The second is a producer’s commentary. Producers of this film, Lucas Foster and Akiva Goldsman, discuss the environments, the sequencing, and the editing of the film. Speaking of editing, the third crew commentary features Editor Michael Tronick, Production Designer Jeff Mann, and Visual Effects Supervisor Kevin Elam. They discuss more of the subtle detail in the film based on what their jobs are for this film. Overall, all three commentary tracks are an excellent source of information. Some of the information for each scene is repeated on the commentaries, but they give us a good look into the making of the film that can both add to and take away from the magic of filmmaking. What does truly suck is that we can’t change the commentaries on the fly with the audio button on the DVD player remote.

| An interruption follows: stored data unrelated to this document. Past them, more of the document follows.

//! mobix — interchangeable hydrodynamic mobility solvers.
//!
//! This is the umbrella crate that re-exports the solver interface and
//! the concrete solvers from the sub-crates. Typical use:
//!
//! ```
//! use mobix::{Mobility, Parameters, SelfMobility};
//!
//! let mut solver = SelfMobility::from_tokens("open", "open", "open")?;
//! solver.initialize(&Parameters {
//!     number_particles: 1,
//!     ..Default::default()
//! })?;
//! solver.set_positions(&[0.0, 0.0, 0.0])?;
//! let mut velocity = [0.0; 3];
//! solver.mdot(Some(&[1.0, 0.0, 0.0]), None, &mut velocity, None)?;
//! solver.clean()?;
//! # Ok::<(), mobix::MobilityError>(())
//! ```

pub use mobix_core::{
    self, Configuration, LanczosFluctuations, Lifecycle, Mobility, MobilityBase, MobilityError,
    Parameters, PeriodicityMode, Real, Result, PRECISION,
};
pub use mobix_dpstokes::{
    self, DpStokes, DpStokesParams, GridParams, StokesEngine, WallMode,
};
pub use mobix_self::{self, SelfMobility};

A Making of a Scene Featurette, from the “Fox Movie Channel” concentrates on the Hood-Jump Sequence. It’s a nifty eight minute piece that goes over the development of the scene rather quickly (4:3 lbx)
The collection of three deleted scenes are here in HD and 5.0 surround. They really are extended scenes and I think they would not have hurt the movie if they were left in. The first one, John and Eddie in the Kitchen is extended conversation about being identified by Jane. The second deleted extended scene is the House Cleaning part of the film when Jane’s agency looks for clues about John. The next extended part of it, when John takes his neighbour in his house for the first time, is actually pretty funny and I’m surprised it was taken out. The last extended scene is at the HomeMade Store Shootout at the end of the film. I think this was cut down because it already seemed like too much if you know what I mean.

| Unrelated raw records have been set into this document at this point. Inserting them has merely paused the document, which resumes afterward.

//! Analytic open-boundary reference solver.
//!
//! Ignores particle-particle hydrodynamic interaction entirely: the
//! mobility matrix is the identity scaled by the Stokes-law self
//! mobilities, `1/(6πηa)` for translation and `1/(8πηa³)` for rotation.
//! It exists to validate the interface and the random-stream machinery
//! against exact closed forms, and overrides the default matrix-free
//! stochastic algorithm with the trivial exact one.

use mobix_core::{
    Configuration, Mobility, MobilityBase, MobilityError, Parameters, Real, Result,
};
use rand::rngs::StdRng;
use rand::{Rng, SeedableRng};
use rand_distr::StandardNormal;
use std::f64::consts::PI;

/// Open-boundary solver with a diagonal, closed-form mobility.
pub struct SelfMobility {
    configuration: Configuration,
    base: MobilityBase,
    linear_mobility: Real,
    angular_mobility: Real,
    positions: Vec<Real>,
    rng: Option<StdRng>,
}

impl SelfMobility {
    /// Construct for a fully open geometry; anything else is rejected.
    pub fn new(configuration: Configuration) -> Result<Self> {
        if !configuration.is_fully_open() {
            return Err(MobilityError::config(
                "SelfMobility",
                format!("this is an open boundary solver, got {configuration}"),
            ));
        }
        Ok(Self {
            configuration,
            base: MobilityBase::new(),
            linear_mobility: 0.0,
            angular_mobility: 0.0,
            positions: Vec::new(),
            rng: None,
        })
    }

    /// Construct from wire tokens, e.g. `("open", "open", "open")`.
    pub fn from_tokens(x: &str, y: &str, z: &str) -> Result<Self> {
        Self::new(Configuration::from_tokens(x, y, z)?)
    }

    /// Self mobility applied to forces: `1/(6πηa)`.
    pub fn linear_mobility(&self) -> Real {
        self.linear_mobility
    }

    /// Self mobility applied to torques: `1/(8πηa³)`.
    pub fn angular_mobility(&self) -> Real {
        self.angular_mobility
    }
}

impl Mobility for SelfMobility {
    fn name(&self) -> &'static str {
        "SelfMobility"
    }

    fn configuration(&self) -> &Configuration {
        &self.configuration
    }

    fn base(&self) -> &MobilityBase {
        &self.base
    }

    fn base_mut(&mut self) -> &mut MobilityBase {
        &mut self.base
    }

    fn initialize(&mut self, par: &Parameters) -> Result<()> {
        self.base.initialize(par)?;
        let radius = par.hydrodynamic_radius();
        let pi = PI as Real;
        self.linear_mobility = 1.0 / (6.0 * pi * par.viscosity * radius);
        self.angular_mobility = 1.0 / (8.0 * pi * par.viscosity * radius * radius * radius);
        let seed = par.seed.unwrap_or_else(rand::random::<u64>);
        self.rng = Some(StdRng::seed_from_u64(seed));
        Ok(())
    }

    fn set_positions(&mut self, positions: &[Real]) -> Result<()> {
        self.base.mark_positions_set(positions.len())?;
        // Stored for the interface contract; the mobility does not depend
        // on them.
        self.positions.clear();
        self.positions.extend_from_slice(positions);
        Ok(())
    }

    fn mdot(
        &mut self,
        forces: Option<&[Real]>,
        torques: Option<&[Real]>,
        linear: &mut [Real],
        angular: Option<&mut [Real]>,
    ) -> Result<()> {
        self.base.require_positions("mdot")?;
        let len = 3 * self.base.number_particles();
        MobilityBase::check_buffer("linear", linear.len(), len)?;
        if let Some(f) = forces {
            MobilityBase::check_buffer("forces", f.len(), len)?;
            for (v, force) in linear.iter_mut().zip(f) {
                *v = force * self.linear_mobility;
            }
        }
        if let Some(t) = torques {
            let ang = angular.ok_or_else(|| {
                MobilityError::usage("torques supplied without an angular output buffer")
            })?;
            MobilityBase::check_buffer("torques", t.len(), len)?;
            MobilityBase::check_buffer("angular", ang.len(), len)?;
            for (w, torque) in ang.iter_mut().zip(t) {
                *w = torque * self.angular_mobility;
            }
        }
        Ok(())
    }

    // The closed form is exact and trivial, so the Lanczos default is
    // bypassed: every component is an independent Gaussian scaled by
    // sqrt(2 T mu).
    fn sqrt_mdot_w(
        &mut self,
        linear: &mut [Real],
        angular: Option<&mut [Real]>,
        prefactor: Real,
    ) -> Result<()> {
        let temperature = self.base.temperature();
        if temperature == 0.0 || prefactor == 0.0 {
            return Ok(());
        }
        self.base.require_positions("sqrt_mdot_w")?;
        let len = 3 * self.base.number_particles();
        MobilityBase::check_buffer("linear", linear.len(), len)?;
        let rng = self.rng.as_mut().ok_or_else(|| {
            MobilityError::usage("sqrt_mdot_w called before initialize")
        })?;
        let linear_scale = prefactor * (2.0 * temperature * self.linear_mobility).sqrt();
        for v in linear.iter_mut() {
            let dw: Real = rng.sample(StandardNormal);
            *v = linear_scale * dw;
        }
        if let Some(ang) = angular {
            MobilityBase::check_buffer("angular", ang.len(), len)?;
            let angular_scale = prefactor * (2.0 * temperature * self.angular_mobility).sqrt();
            for w in ang.iter_mut() {
                let dw: Real = rng.sample(StandardNormal);
                *w = angular_scale * dw;
            }
        }
        Ok(())
    }

    fn clean(&mut self) -> Result<()> {
        self.base.clean();
        self.rng = None;
        self.positions = Vec::new();
        Ok(())
    }
}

The last feature on this disc is a handful of trailers. Two Theatrical Trailers of Mr. & Mrs. Smith are here in HD as well as a few other Fox titles. This title also has D-Box motion code enhancement.
IN THE END...
Loaded with action, laughs, and a little bit of rough romance, Mr. & Mrs. Smith is an entertaining film that captures the attention of a wide audience. It’s neither serious nor over the top in story telling and it will appear to both guys and gals alike. A fun story is what makes or breaks a movie of this sort, and is all more enjoyable on Blu-ray with full 1080p video and lossless audio.